Plausible Mains Question Stems

  1. "India's organ donation rate remains one of the lowest globally despite legal and institutional frameworks in place since 1994. Critically examine the structural barriers and suggest reforms to bridge the gap between pledges and actual deceased donation." (GS-II, 15 marks)

  2. "Discuss the role of NOTTO in India's organ transplantation ecosystem. How does the three-tier NOTTO–ROTTO–SOTTO structure reflect the principles of cooperative federalism in health governance?" (GS-II, 10 marks)

  3. "The use of Aadhaar-linked platforms for organ donation pledges raises questions of informed consent, data privacy, and posthumous autonomy. Examine the ethical dimensions." (GS-IV, 10 marks)


9. Related Topics to Study Next

Topic Connection
Transplantation of Human Organs and Tissues Act, 1994 The sole statutory pillar; know its key provisions, brain-stem death definition, amendments.
National Health Policy 2017 Sets broader preventive vs. curative balance; organ donation fits tertiary-care agenda.
Article 21 — Right to Life and Health Constitutional underpinning for access to transplantation; SC jurisprudence on right to health.
Aadhaar and Data Privacy (Puttaswamy judgment) Aadhaar-linked pledge raises consent and data-use questions tested in GS-II/IV.
PM-ABHIM / Ayushman Bharat Transplant costs covered under AB-PMJAY for beneficiaries — supply-demand equity angle.
Brain Death and Medical Ethics GS-IV angle: criteria for brain-stem death, ethical debates around withdrawal of life support.
Green Corridors Administrative innovation for rapid organ transport — federalism + health logistics.
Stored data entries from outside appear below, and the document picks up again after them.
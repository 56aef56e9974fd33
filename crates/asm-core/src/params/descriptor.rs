//! Descriptor de una opción reconocida.

use std::fmt;

use regex::Regex;

use super::value::{ParamKind, ParamValue, Setting};
use crate::errors::ConfigError;

/// Identificador estable de un parámetro (identidad del descriptor).
#[derive(Debug, Clone, Copy, PartialEq, Eq, Hash, PartialOrd, Ord)]
pub struct ParamId(pub &'static str);

impl fmt::Display for ParamId {
    fn fmt(&self, f: &mut fmt::Formatter<'_>) -> fmt::Result {
        f.write_str(self.0)
    }
}

/// Categoría para listados de ayuda.
#[derive(Debug, Clone, Copy, PartialEq, Eq)]
pub enum ParamCategory {
    Common,
    Expert,
}

#[derive(Debug, Clone)]
pub struct ParameterDescriptor {
    pub id: ParamId,
    /// Flag tal como aparece en la línea de comandos (`--threads`, `-k`).
    pub name: &'static str,
    pub display: &'static str,
    pub help: String,
    pub kind: ParamKind,
    pub pattern: Regex,
    pub category: ParamCategory,
    setting: Setting,
}

impl ParameterDescriptor {
    /// Construye un descriptor. El patrón se compila aquí; el default se
    /// valida al registrarlo.
    pub fn new(id: ParamId,
               name: &'static str,
               display: &'static str,
               help: &str,
               default: ParamValue,
               pattern: &str)
               -> Result<Self, ConfigError> {
        let pattern = Regex::new(pattern).map_err(|e| ConfigError::InvalidPattern { option: name.to_string(),
                                                                                     reason: e.to_string() })?;
        Ok(Self { id,
                  name,
                  display,
                  help: help.to_string(),
                  kind: default.kind(),
                  pattern,
                  category: ParamCategory::Common,
                  setting: Setting::Default(default) })
    }

    pub fn setting(&self) -> &Setting {
        &self.setting
    }

    pub fn value(&self) -> &ParamValue {
        self.setting.value()
    }

    pub fn is_explicit(&self) -> bool {
        self.setting.is_explicit()
    }

    /// Comprueba tipo y patrón de un valor sin asignarlo.
    pub fn check(&self, value: &ParamValue) -> Result<(), ConfigError> {
        if value.kind() != self.kind {
            return Err(ConfigError::KindMismatch { option: self.name.to_string(),
                                                   expected: self.kind.as_str(),
                                                   found: value.kind().as_str() });
        }
        let raw = value.to_string();
        if !self.pattern.is_match(&raw) {
            return Err(ConfigError::InvalidValue { option: self.name.to_string(), value: raw });
        }
        Ok(())
    }

    /// Convierte el texto del usuario y lo valida contra el patrón.
    pub fn parse_value(&self, raw: &str) -> Result<ParamValue, ConfigError> {
        let invalid = || ConfigError::InvalidValue { option: self.name.to_string(), value: raw.to_string() };
        let value = ParamValue::parse(self.kind, raw).ok_or_else(invalid)?;
        if !self.pattern.is_match(raw) && !self.pattern.is_match(&value.to_string()) {
            return Err(invalid());
        }
        Ok(value)
    }

    pub(crate) fn set_default(&mut self, value: ParamValue) -> Result<(), ConfigError> {
        self.check(&value)?;
        self.setting = match &self.setting {
            // un default de workflow nunca pisa un valor explícito
            Setting::Explicit(v) => Setting::Explicit(v.clone()),
            Setting::Default(_) => Setting::Default(value),
        };
        Ok(())
    }

    pub(crate) fn set_explicit(&mut self, value: ParamValue) -> Result<(), ConfigError> {
        self.check(&value)?;
        self.setting = Setting::Explicit(value);
        Ok(())
    }

    pub(crate) fn force_explicit(&mut self) {
        self.setting = self.setting.clone().into_explicit();
    }
}
//! asm-store: stores clave-valor con acceso por índice y por clave.
//!
//! - `StoreReader` / `StoreWriter`: contrato usado por los jobs.
//! - `MemoryStore` / `MemoryWriter`: implementación en memoria.
//! - `FileStoreReader` / `FileStoreWriter`: datos + índice en disco, un
//!   fichero temporal por slot de escritura.

pub mod error;
pub mod file;
pub mod keys;
pub mod memory;
pub mod traits;

pub use error::StoreError;
pub use file::{index_path, FileStoreReader, FileStoreWriter};
pub use memory::{MemoryStore, MemoryWriter};
pub use traits::{KeyedRecord, StoreReader, StoreWriter};
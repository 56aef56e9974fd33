//! Store en disco: fichero de datos con entradas terminadas en NUL y un
//! índice `<datos>.index` con líneas `clave\toffset\tlongitud`.
//!
//! El writer mantiene un par de ficheros temporales por slot, cada uno tras
//! su propio lock, y los concatena al cerrar. La longitud del índice incluye
//! el NUL final; los payloads se entregan sin él.

use std::ffi::OsString;
use std::fs::{self, File};
use std::io::{self, BufWriter, Write};
use std::path::{Path, PathBuf};
use std::sync::Mutex;

use indexmap::IndexMap;
use log::debug;

use crate::error::StoreError;
use crate::keys::compare_keys;
use crate::traits::{KeyedRecord, StoreReader, StoreWriter};

/// Ruta del índice asociado a un fichero de datos.
pub fn index_path(data: &Path) -> PathBuf {
    with_suffix(data, ".index")
}

fn with_suffix(path: &Path, suffix: &str) -> PathBuf {
    let mut s: OsString = path.as_os_str().to_owned();
    s.push(suffix);
    PathBuf::from(s)
}

#[derive(Debug)]
pub struct FileStoreReader {
    path: PathBuf,
    data: Vec<u8>,
    /// clave -> (offset, longitud sin NUL), en orden del índice.
    entries: IndexMap<String, (usize, usize)>,
}

impl FileStoreReader {
    pub fn open(path: impl AsRef<Path>) -> Result<Self, StoreError> {
        let path = path.as_ref().to_path_buf();
        let data = fs::read(&path).map_err(|source| StoreError::Open { path: path.clone(), source })?;
        let idx = index_path(&path);
        let raw_index = fs::read_to_string(&idx).map_err(|source| StoreError::Open { path: idx.clone(), source })?;

        let mut entries = IndexMap::new();
        for (n, line) in raw_index.lines().enumerate() {
            if line.is_empty() {
                continue;
            }
            let corrupt = |reason: String| StoreError::Corrupt { path: idx.clone(), reason: format!("line {}: {reason}", n + 1) };
            let mut cols = line.split('\t');
            let (Some(key), Some(off), Some(len)) = (cols.next(), cols.next(), cols.next()) else {
                return Err(corrupt("expected key, offset and length".into()));
            };
            let off: usize = off.parse().map_err(|_| corrupt(format!("bad offset {off}")))?;
            let len: usize = len.parse().map_err(|_| corrupt(format!("bad length {len}")))?;
            match off.checked_add(len) {
                Some(end) if end <= data.len() => {}
                _ => return Err(corrupt(format!("entry {key} exceeds data file"))),
            }
            // la longitud incluye el NUL terminador
            let payload_len = if len > 0 && data[off + len - 1] == 0 { len - 1 } else { len };
            if entries.insert(key.to_string(), (off, payload_len)).is_some() {
                return Err(corrupt(format!("duplicate key {key}")));
            }
        }
        debug!("opened store {} ({} entries)", path.display(), entries.len());
        Ok(Self { path, data, entries })
    }

    pub fn path(&self) -> &Path {
        &self.path
    }

    fn slice(&self, (off, len): (usize, usize)) -> &[u8] {
        &self.data[off..off + len]
    }
}

impl StoreReader for FileStoreReader {
    fn size(&self) -> usize {
        self.entries.len()
    }

    fn record(&self, index: usize) -> Option<KeyedRecord<'_>> {
        self.entries
            .get_index(index)
            .map(|(k, span)| KeyedRecord { key: k, payload: self.slice(*span) })
    }

    fn get_by_key(&self, key: &str) -> Option<&[u8]> {
        self.entries.get(key).map(|span| self.slice(*span))
    }
}

#[derive(Debug)]
struct SlotSink {
    data_path: PathBuf,
    data: BufWriter<File>,
    offset: u64,
    index: Vec<(String, u64, u64)>,
}

#[derive(Debug)]
pub struct FileStoreWriter {
    path: PathBuf,
    slots: Vec<Mutex<SlotSink>>,
}

impl FileStoreWriter {
    /// Crea un writer con `slots` sinks independientes (uno por worker).
    pub fn create(path: impl AsRef<Path>, slots: usize) -> Result<Self, StoreError> {
        let path = path.as_ref().to_path_buf();
        let mut sinks = Vec::with_capacity(slots.max(1));
        for slot in 0..slots.max(1) {
            let data_path = with_suffix(&path, &format!(".{slot}"));
            let file = File::create(&data_path).map_err(|source| StoreError::Open { path: data_path.clone(), source })?;
            sinks.push(Mutex::new(SlotSink { data_path,
                                             data: BufWriter::new(file),
                                             offset: 0,
                                             index: Vec::new() }));
        }
        Ok(Self { path, slots: sinks })
    }

    pub fn path(&self) -> &Path {
        &self.path
    }
}

impl StoreWriter for FileStoreWriter {
    type Closed = ();

    fn slots(&self) -> usize {
        self.slots.len()
    }

    fn write(&self, payload: &[u8], key: &str, slot: usize) -> Result<(), StoreError> {
        let sink = self.slots.get(slot).ok_or(StoreError::InvalidSlot { slot, slots: self.slots.len() })?;
        let mut sink = sink.lock().map_err(|_| StoreError::Poisoned(slot))?;
        sink.data.write_all(payload)?;
        sink.data.write_all(&[0])?;
        let len = payload.len() as u64 + 1;
        let offset = sink.offset;
        sink.index.push((key.to_string(), offset, len));
        sink.offset += len;
        Ok(())
    }

    fn abort(self) {
        for sink in self.slots {
            let data_path = match sink.into_inner() {
                Ok(s) => s.data_path,
                Err(poisoned) => poisoned.into_inner().data_path,
            };
            remove_quietly(&data_path);
        }
    }

    /// Concatena los slots en orden, reescribe los offsets y escribe el
    /// índice ordenado por clave. Los ficheros temporales se eliminan
    /// siempre; si algo falla tampoco quedan datos ni índice de salida.
    fn close(self) -> Result<(), StoreError> {
        let mut sinks = Vec::with_capacity(self.slots.len());
        let mut poisoned = None;
        for (slot, sink) in self.slots.into_iter().enumerate() {
            match sink.into_inner() {
                Ok(s) => sinks.push(s),
                Err(p) => {
                    poisoned.get_or_insert(slot);
                    sinks.push(p.into_inner());
                }
            }
        }
        let temps: Vec<PathBuf> = sinks.iter().map(|s| s.data_path.clone()).collect();

        let merged = match poisoned {
            Some(slot) => Err(StoreError::Poisoned(slot)),
            None => merge_slots(&self.path, sinks),
        };
        for path in &temps {
            remove_quietly(path);
        }
        match merged {
            Ok(entries) => {
                debug!("closed store {} ({entries} entries)", self.path.display());
                Ok(())
            }
            Err(e) => {
                remove_quietly(&self.path);
                remove_quietly(&index_path(&self.path));
                Err(e)
            }
        }
    }
}

/// Valida el índice completo antes de crear nada en `path`; después copia
/// los datos de cada slot y escribe el índice. Devuelve el nº de entradas.
fn merge_slots(path: &Path, sinks: Vec<SlotSink>) -> Result<usize, StoreError> {
    let mut index: Vec<(String, u64, u64)> = Vec::new();
    let mut parts = Vec::with_capacity(sinks.len());
    let mut base = 0u64;
    for SlotSink { data_path, data, offset, index: slot_index } in sinks {
        index.extend(slot_index.into_iter().map(|(k, off, len)| (k, off + base, len)));
        base += offset;
        parts.push((data_path, data));
    }
    index.sort_by(|a, b| compare_keys(&a.0, &b.0));
    if let Some(w) = index.windows(2).find(|w| w[0].0 == w[1].0) {
        return Err(StoreError::DuplicateKey(w[0].0.clone()));
    }

    let mut out = BufWriter::new(File::create(path).map_err(|source| StoreError::Open { path: path.to_path_buf(), source })?);
    for (data_path, data) in parts {
        data.into_inner().map_err(|e| e.into_error())?.sync_all()?;
        let mut part = File::open(&data_path)?;
        io::copy(&mut part, &mut out)?;
    }
    out.flush()?;

    let mut idx = BufWriter::new(File::create(index_path(path))?);
    for (key, off, len) in &index {
        writeln!(idx, "{key}\t{off}\t{len}")?;
    }
    idx.flush()?;
    Ok(index.len())
}

fn remove_quietly(path: &Path) {
    match fs::remove_file(path) {
        Ok(()) => {}
        Err(e) if e.kind() == io::ErrorKind::NotFound => {}
        Err(e) => debug!("could not remove {}: {e}", path.display()),
    }
}
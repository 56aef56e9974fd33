//! asm-core: parámetros, compilación por etapa y cache de workspaces.
pub mod config;
pub mod constants;
pub mod errors;
pub mod hashing;
pub mod params;
pub mod workspace;

pub use config::RuntimeConfig;
pub use errors::{ConfigError, UsageError, WorkspaceError};
pub use params::{ids, lists, ParamId, ParamValue, ParameterRegistry, Setting, WorkflowConfiguration};
pub use workspace::{RunHandle, RunManifest};
//! Store en memoria. Sirve a tests y a etapas que ya tienen los datos cargados.

use std::sync::Mutex;

use indexmap::IndexMap;

use crate::error::StoreError;
use crate::keys::compare_keys;
use crate::traits::{KeyedRecord, StoreReader, StoreWriter};

#[derive(Debug, Clone, Default, PartialEq, Eq)]
pub struct MemoryStore {
    records: IndexMap<String, Vec<u8>>,
}

impl MemoryStore {
    pub fn new() -> Self {
        Self::default()
    }

    /// Construye el store conservando el orden de `records` como orden físico.
    /// Una clave repetida reemplaza el payload anterior.
    pub fn from_records<K, V, I>(records: I) -> Self
        where I: IntoIterator<Item = (K, V)>,
              K: Into<String>,
              V: Into<Vec<u8>>
    {
        Self { records: records.into_iter().map(|(k, v)| (k.into(), v.into())).collect() }
    }

    pub fn insert(&mut self, key: impl Into<String>, payload: impl Into<Vec<u8>>) {
        self.records.insert(key.into(), payload.into());
    }

    pub fn keys(&self) -> impl Iterator<Item = &str> {
        self.records.keys().map(String::as_str)
    }

    pub fn iter(&self) -> impl Iterator<Item = KeyedRecord<'_>> {
        self.records.iter().map(|(k, v)| KeyedRecord { key: k, payload: v })
    }
}

impl StoreReader for MemoryStore {
    fn size(&self) -> usize {
        self.records.len()
    }

    fn record(&self, index: usize) -> Option<KeyedRecord<'_>> {
        self.records.get_index(index).map(|(k, v)| KeyedRecord { key: k, payload: v })
    }

    fn get_by_key(&self, key: &str) -> Option<&[u8]> {
        self.records.get(key).map(Vec::as_slice)
    }
}

/// Writer en memoria: un buffer por slot, fusionados y ordenados por clave al cerrar.
#[derive(Debug)]
pub struct MemoryWriter {
    slots: Vec<Mutex<Vec<(String, Vec<u8>)>>>,
}

impl MemoryWriter {
    pub fn new(slots: usize) -> Self {
        Self { slots: (0..slots.max(1)).map(|_| Mutex::new(Vec::new())).collect() }
    }
}

impl StoreWriter for MemoryWriter {
    type Closed = MemoryStore;

    fn slots(&self) -> usize {
        self.slots.len()
    }

    fn write(&self, payload: &[u8], key: &str, slot: usize) -> Result<(), StoreError> {
        let sink = self.slots.get(slot).ok_or(StoreError::InvalidSlot { slot, slots: self.slots.len() })?;
        let mut buf = sink.lock().map_err(|_| StoreError::Poisoned(slot))?;
        buf.push((key.to_string(), payload.to_vec()));
        Ok(())
    }

    fn close(self) -> Result<MemoryStore, StoreError> {
        let mut all: Vec<(String, Vec<u8>)> = Vec::new();
        for (slot, sink) in self.slots.into_iter().enumerate() {
            all.extend(sink.into_inner().map_err(|_| StoreError::Poisoned(slot))?);
        }
        all.sort_by(|a, b| compare_keys(&a.0, &b.0));
        if let Some(w) = all.windows(2).find(|w| w[0].0 == w[1].0) {
            return Err(StoreError::DuplicateKey(w[0].0.clone()));
        }
        Ok(MemoryStore::from_records(all))
    }
}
10. Common Errors / Trap Areas

  1. NOTTO vs. NOTB: Some aspirants confuse NOTTO with the older National Organ Transplant Board (NOTB) — NOTTO is the current operational apex body under MoHFW; NOTB is the policy advisory body. Do not conflate them.

  2. "Central Sector" vs. "Centrally Sponsored" Scheme: NOTP is a Central Sector Scheme (100% funded by Centre, implemented by central agency) — not a CSS (which involves state co-funding). Examiners have tested this distinction.

  3. Wrong Ministry: Organ donation is under MoHFW — not Ministry of Social Justice & Empowerment (which handles disability/rehabilitation) or Ministry of Science & Technology.

  4. Living vs. Deceased Donor confusion: The 5-lakh pledges refer to posthumous/deceased donation intent — NOT living donor consents. The ~18% deceased-donor share statistic is often misread as living-donor share.

  5. Year of THOA enactment: The Act was passed in 1994, not 1995 or 2011. The 2011 date refers to the amendment that included tissues and renamed it THOTA. MCQs frequently exploit this.